/messy-excel

Pandas Wrapper for splitting read_excel resulting DataFrame by Extra Spaces

Primary LanguagePythonApache License 2.0Apache-2.0

messy-excel

Pandas Wrapper for splitting read_excel resulting DataFrame by Extra Spaces

Purpose

We noticed that especially in Japan, the format of Excel files are very messy. Multiple tables are displayed in one sheet and thus makes it hard for pandas read_excel function to detect the multiple tables. The read_html function does this perfectly well, as the <table> tags can tell us from and to where the data exists in one table. This wrapper library is an attempt to make the post-load process of read_excel easier by splitting the dataframes into multiple by detecting extra spaces.

sample_xl

Disclaimer

This library is currently made in very simple logic.
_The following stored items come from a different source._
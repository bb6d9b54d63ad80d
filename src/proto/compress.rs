// CLASSIFICATION: COMMUNITY
// Filename: compress.rs v0.1
// Author: Lukas Bower
// Date Modified: 2026-06-14

//! Per-frame zstd block compression for the wire.

use std::io;

/// Compression level; link latency dominates, so the cheapest level
/// wins.
const LEVEL: i32 = 1;

/// Compress one frame as a single block.
pub fn compress(buf: &[u8]) -> io::Result<Vec<u8>> {
    zstd::stream::encode_all(buf, LEVEL)
}

/// Decompress one frame. Fails when the peer sent something that is
/// not a zstd block.
pub fn decompress(buf: &[u8]) -> io::Result<Vec<u8>> {
    zstd::stream::decode_all(buf)
}
// CLASSIFICATION: COMMUNITY
// Filename: cache.rs v0.5
// Author: Lukas Bower
// Date Modified: 2026-07-26

//! Client-side mirror of the served directory: a path-indexed attribute
//! tree and a per-path list of coalescing content blocks, guarded by a
//! single lock. Callers must release the lock around anything that can
//! block on the network.

use std::collections::{BTreeMap, HashMap};
use std::path::{Path, PathBuf};
use std::sync::{Mutex, MutexGuard};

use crate::proto::{Attributes, FsError};

/// One mirrored directory entry. Children are keyed by name; the keys
/// are unique per parent and order carries no meaning.
#[derive(Debug)]
pub struct Node {
    /// Entry name without path components; the root is ".".
    pub name: String,
    /// Mirrored attributes.
    pub attrs: Attributes,
    /// Child entries.
    pub children: BTreeMap<String, Node>,
}

impl Node {
    /// Empty node with default attributes.
    #[must_use]
    pub fn new(name: String) -> Self {
        Self {
            name,
            attrs: Attributes::default(),
            children: BTreeMap::new(),
        }
    }
}

/// The mirrored attribute tree. The root is synthetic and survives
/// every reset.
#[derive(Debug)]
pub struct Tree {
    root: Node,
}

impl Default for Tree {
    fn default() -> Self {
        Self::new()
    }
}

impl Tree {
    /// Tree holding only the synthetic root.
    #[must_use]
    pub fn new() -> Self {
        let mut root = Node::new(".".to_owned());
        root.attrs.mode = libc::S_IFDIR | 0o555;
        root.attrs.nlink = 2;
        Self { root }
    }

    /// Drop every child of the root.
    pub fn reset(&mut self) {
        self.root.children.clear();
    }

    /// Borrow the root node.
    #[must_use]
    pub fn root(&self) -> &Node {
        &self.root
    }

    /// Mutably borrow the root node.
    pub fn root_mut(&mut self) -> &mut Node {
        &mut self.root
    }

    /// Walk to the node at `path`, failing at the first missing
    /// component.
    pub fn get_node(&self, path: &Path) -> Result<&Node, FsError> {
        let mut node = &self.root;
        for name in path_names(path) {
            node = node.children.get(name?).ok_or(FsError::NotFound)?;
        }
        Ok(node)
    }

    /// Mutable variant of [`Tree::get_node`].
    pub fn get_node_mut(&mut self, path: &Path) -> Result<&mut Node, FsError> {
        let mut node = &mut self.root;
        for name in path_names(path) {
            node = node.children.get_mut(name?).ok_or(FsError::NotFound)?;
        }
        Ok(node)
    }

    /// Insert an empty node at `path`. Fails with `Exists` when the
    /// name is taken, including for the root itself.
    pub fn make_node(&mut self, path: &Path) -> Result<&mut Node, FsError> {
        let (parent, name) = split_path(path).ok_or(FsError::Exists)?;
        let parent = self.get_node_mut(&parent)?;
        if parent.children.contains_key(&name) {
            return Err(FsError::Exists);
        }
        Ok(parent
            .children
            .entry(name.clone())
            .or_insert_with(|| Node::new(name)))
    }

    /// Remove the node at `path` only when it has no children.
    pub fn remove_single(&mut self, path: &Path) -> Result<(), FsError> {
        let (parent, name) = split_path(path).ok_or(FsError::AccessDenied)?;
        let parent = self.get_node_mut(&parent)?;
        let node = parent.children.get(&name).ok_or(FsError::NotFound)?;
        if !node.children.is_empty() {
            return Err(FsError::NotEmpty);
        }
        parent.children.remove(&name);
        Ok(())
    }

    /// Move the node at `from` to `to`. Fails with `Exists` when the
    /// target is taken and `NotFound` when the source is missing;
    /// performed atomically under the cache lock.
    pub fn rename(&mut self, from: &Path, to: &Path) -> Result<(), FsError> {
        let (from_parent, from_name) = split_path(from).ok_or(FsError::Exists)?;
        let (to_parent, to_name) = split_path(to).ok_or(FsError::Exists)?;
        if to.starts_with(from) {
            return Err(FsError::Invalid);
        }
        {
            let source = self.get_node(&from_parent)?;
            if !source.children.contains_key(&from_name) {
                return Err(FsError::NotFound);
            }
            let target = self.get_node(&to_parent)?;
            if target.children.contains_key(&to_name) {
                return Err(FsError::Exists);
            }
        }
        let mut node = {
            let parent = self.get_node_mut(&from_parent)?;
            parent.children.remove(&from_name).ok_or(FsError::NotFound)?
        };
        node.name = to_name.clone();
        let parent = self.get_node_mut(&to_parent)?;
        parent.children.insert(to_name, node);
        Ok(())
    }

    /// Swap the attribute records and children of two nodes. Refuses
    /// ancestor/descendant pairs, including equal paths.
    pub fn exchange(&mut self, first: &Path, second: &Path) -> Result<(), FsError> {
        if first.starts_with(second) || second.starts_with(first) {
            return Err(FsError::Invalid);
        }
        self.get_node(first)?;
        self.get_node(second)?;

        let (first_attrs, first_children) = {
            let node = self.get_node_mut(first)?;
            (node.attrs, std::mem::take(&mut node.children))
        };
        let (second_attrs, second_children) = {
            let node = self.get_node_mut(second)?;
            let taken = (node.attrs, std::mem::take(&mut node.children));
            node.attrs = first_attrs;
            node.children = first_children;
            taken
        };
        let node = self.get_node_mut(first)?;
        node.attrs = second_attrs;
        node.children = second_children;
        Ok(())
    }
}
It is not meant to be used in production level. An extra row or columns that consists of no data, will be detected as an extra space/splitter and will create new dataframes based on it.

Any contributions to this project is welcome!

Get Started

import the MessyExcel class and specify the excel file path as you would in read_excel. Currently the supported parameter is sheet_name.

from messy_excel import MessyExcel

# load data
me = MessyExcel('test_file.xlsx')
# datalist property will contains list of DataFrames
print(me.datalist[0])